Jon Swift
2 minute read
14 Apr 2018
9:15 am

Let’s hear it for the girls in sport

Jon Swift

This week, a hat-trick of World Cup winners has women making up the majority of Wisden’s 103-year-old Cricketers of the Year award for the first time in history.

Nadia de Klerk of Northerns celebrating her second wicket with her team mates during the match between Northerns and Gauteng on day 3 of the CSA National Women's Week at University of Free State on April 06, 2018 in Bloemfontein, Free State. Picture: Gallo Images

Outside tennis, where the world’s top women’s players share pay parity with their male counterparts in the Grand Slam tournaments, the playing field for sportswomen remains largely an uneven ploughed strip.

But while women still struggle to level that playing field, things are starting to change fairly dramatically.

Admittedly, some of the changes are incremental, but others represent major steps forward.

This week, a hat-trick of World Cup winners has women making up the majority of Wisden’s 103-year-old Cricketers of the Year award for the first time in history, with Heather Knight, Anya Shrubsole and Nat Sciver all named in the top five for 2018 – an accolade that can only be won once in a career.

Only twice before have female cricketers been among the list of leading players from the previous English summer – Claire Taylor broke new ground in 2009 and Charlotte Edwards followed five years later – but that heady day last July, when Knight lifted the trophy at a packed Lord’s, has seen the floodgates open.

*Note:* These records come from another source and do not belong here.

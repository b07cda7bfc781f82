use axum::{Extension, Json, extract::State, http::StatusCode, response::IntoResponse};
use db::models::enrollment::Model as EnrollmentModel;
use serde::Deserialize;
use util::state::AppState;

use crate::auth::AuthSession;
use crate::response::ApiResponse;

#[derive(Debug, Deserialize)]
pub struct EnrollmentRequest {
    #[serde(rename = "courseId")]
    pub course_id: i64,
}

/// POST /api/follow-course
///
/// Enroll the calling student in a course. No duplicate check is
/// performed here; following a course twice is rejected by the store's
/// uniqueness constraint and surfaces as a store error. Following a
/// nonexistent course fails the same way via the foreign key.
///
/// ### Request Body
/// ```json
/// { "courseId": 7 }
/// ```
///
/// ### Responses
///
/// - `200 OK`
/// ```json
/// {
///   "success": true,
///   "data": null,
///   "message": "Course followed successfully"
/// }
/// ```
///
/// - `403 Forbidden` (non-student, rejected by the route guard)
///
/// - `500 Internal Server Error`
/// ```json
/// {
///   "success": false,
///   "message": "Database error: detailed error here"
/// }
/// ```
pub async fn follow_course(
    State(app_state): State<AppState>,
    Extension(AuthSession(session)): Extension<AuthSession>,
    Json(req): Json<EnrollmentRequest>,
) -> impl IntoResponse {
    let db = app_state.db();

    match EnrollmentModel::follow(db, session.user_id, req.course_id).await {
        Ok(_) => {
            tracing::info!(
                student_id = session.user_id,
                course_id = req.course_id,
                "Course followed"
            );
            (
                StatusCode::OK,
                Json(ApiResponse::success((), "Course followed successfully")),
            )
        }
        Err(e) => (
            StatusCode::INTERNAL_SERVER_ERROR,
            Json(ApiResponse::<()>::error(format!("Database error: {}", e))),
        ),
    }
}

/// POST /api/unfollow-course
///
/// Remove the calling student's enrollment in a course. Idempotent from
/// the caller's perspective: unfollowing a course that was never
/// followed still reports success.
///
/// ### Request Body
/// ```json
/// { "courseId": 7 }
/// ```
///
/// ### Responses
///
/// - `200 OK`
/// ```json
/// {
///   "success": true,
///   "data": null,
///   "message": "Course unfollowed successfully"
/// }
/// ```
///
/// - `403 Forbidden` (non-student, rejected by the route guard)
///
/// - `500 Internal Server Error`
/// ```json
/// {
///   "success": false,
///   "message": "Database error: detailed error here"
/// }
/// ```
pub async fn unfollow_course(
    State(app_state): State<AppState>,
    Extension(AuthSession(session)): Extension<AuthSession>,
    Json(req): Json<EnrollmentRequest>,
) -> impl IntoResponse {
    let db = app_state.db();

    match EnrollmentModel::unfollow(db, session.user_id, req.course_id).await {
        Ok(_) => (
            StatusCode::OK,
            Json(ApiResponse::success((), "Course unfollowed successfully")),
        ),
        Err(e) => (
            StatusCode::INTERNAL_SERVER_ERROR,
            Json(ApiResponse::<()>::error(format!("Database error: {}", e))),
        ),
    }
}
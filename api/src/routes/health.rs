use crate::response::ApiResponse;
use axum::{Json, Router, response::IntoResponse, routing::get};
use util::state::AppState;

/// Builds the `/health` route group.
///
/// This includes a single `GET /health` endpoint that returns a basic
/// success message. Useful for uptime checks, load balancers, or
/// deployment health monitoring.
pub fn health_routes() -> Router<AppState> {
    Router::new().route("/", get(health_check))
}

/// GET /api/health
///
/// Returns a simple success response to indicate the API is running.
///
/// ### Response
/// - `200 OK`
///
/// ```json
/// {
///   "success": true,
///   "data": "OK",
///   "message": "Health check passed"
/// }
/// ```
async fn health_check() -> impl IntoResponse {
    Json(ApiResponse::success("OK", "Health check passed"))
}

To add an extra touch of feminine charm, Baie Des Iles – a spectacular grey – with Katie Walsh aboard is the favourite to win today’s Grand National at Aintree.

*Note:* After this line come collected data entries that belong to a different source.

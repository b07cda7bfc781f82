//! # uploads Routes Module
//!
//! Serves stored course uploads back under the public `/uploads/` prefix.
//! Wired directly on the application router, outside `/api`, because the
//! recorded `image_url` / `document_url` values point here.

pub mod get;
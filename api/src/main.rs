use api::auth::middleware::log_request;
use api::routes::auth::auth_routes;
use api::routes::routes;
use api::routes::uploads::get::serve_upload;
use axum::{Router, middleware::from_fn_with_state, routing::get};
use std::net::SocketAddr;
use tower_http::cors::CorsLayer;
use tracing_appender::rolling;
use util::{config, paths, session::SessionStore, state::AppState};

#[tokio::main]
async fn main() {
    // Load configuration and initialize logging
    let _log_guard = init_logging(&config::log_file(), &config::log_level());

    // Set up dependencies
    let db = db::connect().await;
    let app_state = AppState::new(db, SessionStore::new());

    paths::ensure_upload_storage().expect("Failed to create upload storage directory");

    // Configure middleware
    let cors = CorsLayer::very_permissive();

    // Build app router
    let app = Router::new()
        .merge(auth_routes())
        .route("/uploads/{filename}", get(serve_upload))
        .nest("/api", routes(app_state.clone()))
        .layer(from_fn_with_state(app_state.clone(), log_request))
        .layer(cors)
        .with_state(app_state);

    // Start server
    let addr: SocketAddr = format!("{}:{}", config::host(), config::port())
        .parse()
        .expect("Invalid address");

    println!(
        "Starting {} on http://{}:{}",
        config::project_name(),
        config::host(),
        config::port()
    );

    axum::serve(
        tokio::net::TcpListener::bind(&addr)
            .await
            .expect("Failed to bind"),
        app.into_make_service_with_connect_info::<SocketAddr>(),
    )
    .await
    .expect("Server crashed");
}

fn init_logging(log_file: &str, _log_level: &str) -> tracing_appender::non_blocking::WorkerGuard {
    use std::fs;
    use tracing_subscriber::{EnvFilter, fmt, prelude::*};

    fs::create_dir_all("logs").ok();

    let file_appender = rolling::daily("logs", log_file);
    let (file_writer, guard) = tracing_appender::non_blocking(file_appender);

    let file_layer = fmt::layer()
        .with_writer(file_writer)
        .with_ansi(false)
        .with_target(true)
        .with_thread_ids(true);

    let log_to_stdout = config::log_to_stdout();

    let stdout_layer = fmt::layer()
        .with_writer(std::io::stdout)
        .with_ansi(true)
        .with_target(true)
        .with_thread_ids(true);

    let env_filter =
        EnvFilter::try_from_env("LOG_LEVEL").unwrap_or_else(|_| EnvFilter::new("api=info"));

    let registry = tracing_subscriber::registry()
        .with(env_filter)
        .with(file_layer);

    if log_to_stdout {
        registry.with(stdout_layer).init();
    } else {
        registry.init();
    }

    guard
}
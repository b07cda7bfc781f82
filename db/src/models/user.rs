use argon2::{
    Argon2,
    password_hash::{PasswordHash, PasswordHasher, PasswordVerifier, SaltString},
};
use chrono::{DateTime, Utc};
use rand::rngs::OsRng;
use sea_orm::entity::prelude::*;
use sea_orm::{ActiveModelTrait, Set};
use serde::Serialize;
use util::roles::Role;

/// Represents an account in the `users` table.
///
/// Accounts are created out-of-band (by the seeder or an operator);
/// there is no signup endpoint.
#[derive(Clone, Debug, PartialEq, DeriveEntityModel, Serialize)]
#[sea_orm(table_name = "users")]
pub struct Model {
    /// Primary key ID (auto-incremented).
    #[sea_orm(primary_key)]
    pub id: i64,
    /// Unique login email. Also used as the session's display username.
    pub email: String,
    /// argon2 hash of the password; plaintext is never stored.
    #[serde(skip_serializing)]
    pub password_hash: String,
    /// Display name shown next to courses the user owns.
    pub name: String,
    /// `teacher` or `student`, fixed at creation.
    pub role: Role,
    pub created_at: DateTime<Utc>,
    pub updated_at: DateTime<Utc>,
}

#[derive(Copy, Clone, Debug, EnumIter, DeriveRelation)]
pub enum Relation {
    /// Courses owned by this user (teachers only in practice).
    #[sea_orm(has_many = "super::course::Entity")]
    Course,

    /// Enrollments held by this user (students only in practice).
    #[sea_orm(has_many = "super::enrollment::Entity")]
    Enrollment,
}

impl Related<super::course::Entity> for Entity {
    fn to() -> RelationDef {
        Relation::Course.def()
    }
}

impl Related<super::enrollment::Entity> for Entity {
    fn to() -> RelationDef {
        Relation::Enrollment.def()
    }
}

impl ActiveModelBehavior for ActiveModel {}

impl Model {
    /// Creates a new user with a freshly hashed password.
    pub async fn create(
        db: &DatabaseConnection,
        email: &str,
        password: &str,
        name: &str,
        role: Role,
    ) -> Result<Model, DbErr> {
        let salt = SaltString::generate(&mut OsRng);
        let password_hash = Argon2::default()
            .hash_password(password.as_bytes(), &salt)
            .map_err(|e| DbErr::Custom(format!("Failed to hash password: {e}")))?
            .to_string();

        let now = Utc::now();
        let user = ActiveModel {
            email: Set(email.to_owned()),
            password_hash: Set(password_hash),
            name: Set(name.to_owned()),
            role: Set(role),
            created_at: Set(now),
            updated_at: Set(now),
            ..Default::default()
        };

        user.insert(db).await
    }

    /// Looks up a user by login email.
    pub async fn find_by_email(
        db: &DatabaseConnection,
        email: &str,
    ) -> Result<Option<Model>, DbErr> {
        Entity::find()
            .filter(Column::Email.eq(email))
            .one(db)
            .await
    }

    /// Verifies a candidate password against the stored hash.
    ///
    /// An unparsable stored hash counts as a failed verification rather
    /// than an error, so a corrupted row cannot be logged into.
    pub fn verify_password(&self, password: &str) -> bool {
        PasswordHash::new(&self.password_hash)
            .map(|parsed| {
                Argon2::default()
                    .verify_password(password.as_bytes(), &parsed)
                    .is_ok()
            })
            .unwrap_or(false)
    }
}
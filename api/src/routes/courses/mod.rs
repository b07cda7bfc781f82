//! # courses Routes Module
//!
//! This module defines and wires up routes for the `/api/courses`
//! endpoint group.
//!
//! ## Structure
//! - `get.rs` — GET handlers (discoverable catalogue, caller's courses)
//! - `post.rs` — POST handlers (course creation with uploads)
//! - `delete.rs` — DELETE handlers (owner-checked deletion)

pub mod delete;
pub mod get;
pub mod post;

use crate::auth::guards::allow_teacher;
use axum::{
    Router,
    middleware::from_fn_with_state,
    routing::{delete, get, post},
};
use util::state::AppState;

use delete::delete_course;
use get::list_courses;
use post::create_course;

/// Builds the `/courses` route group, mapping HTTP methods to handlers.
///
/// - `GET /courses` → `list_courses` (any session)
/// - `POST /courses` → `create_course` (teachers)
/// - `DELETE /courses/{course_id}` → `delete_course` (owning teacher)
///
/// The teacher guard covers only role; ownership on delete is checked in
/// the handler as a second authorization layer.
pub fn courses_routes(app_state: AppState) -> Router<AppState> {
    Router::new()
        .route("/", get(list_courses))
        .route(
            "/",
            post(create_course).route_layer(from_fn_with_state(app_state.clone(), allow_teacher)),
        )
        .route(
            "/{course_id}",
            delete(delete_course).route_layer(from_fn_with_state(app_state, allow_teacher)),
        )
}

And while it is one of truths inherent in steeplechasing – there is seldom a sure thing in steeplechasing – but should Walsh win, she will emulate Michelle Payne, the Australian jockey who won the 2015 Melbourne Cup, riding Prince of Penzance, and was the first female jockey to win the prestige race, which brings Australia to a halt.

There have been other inroads to the macho world of professional sport.

The CEO of the Australian Rugby Union is Raelene Castle and the chief executive of the Western Australian Cricket Association is Christina Matthews, Australia’s most capped female wicketkeeper.

As noted earlier, these are incremental changes in a world where the glass ceiling largely still holds sway over the seats of power, but taken as a whole, they are evidence that the impetus is shifting.

The time is now .

And as Nobel laureate Bob Dylan so aptly noted, the times they are a-changing.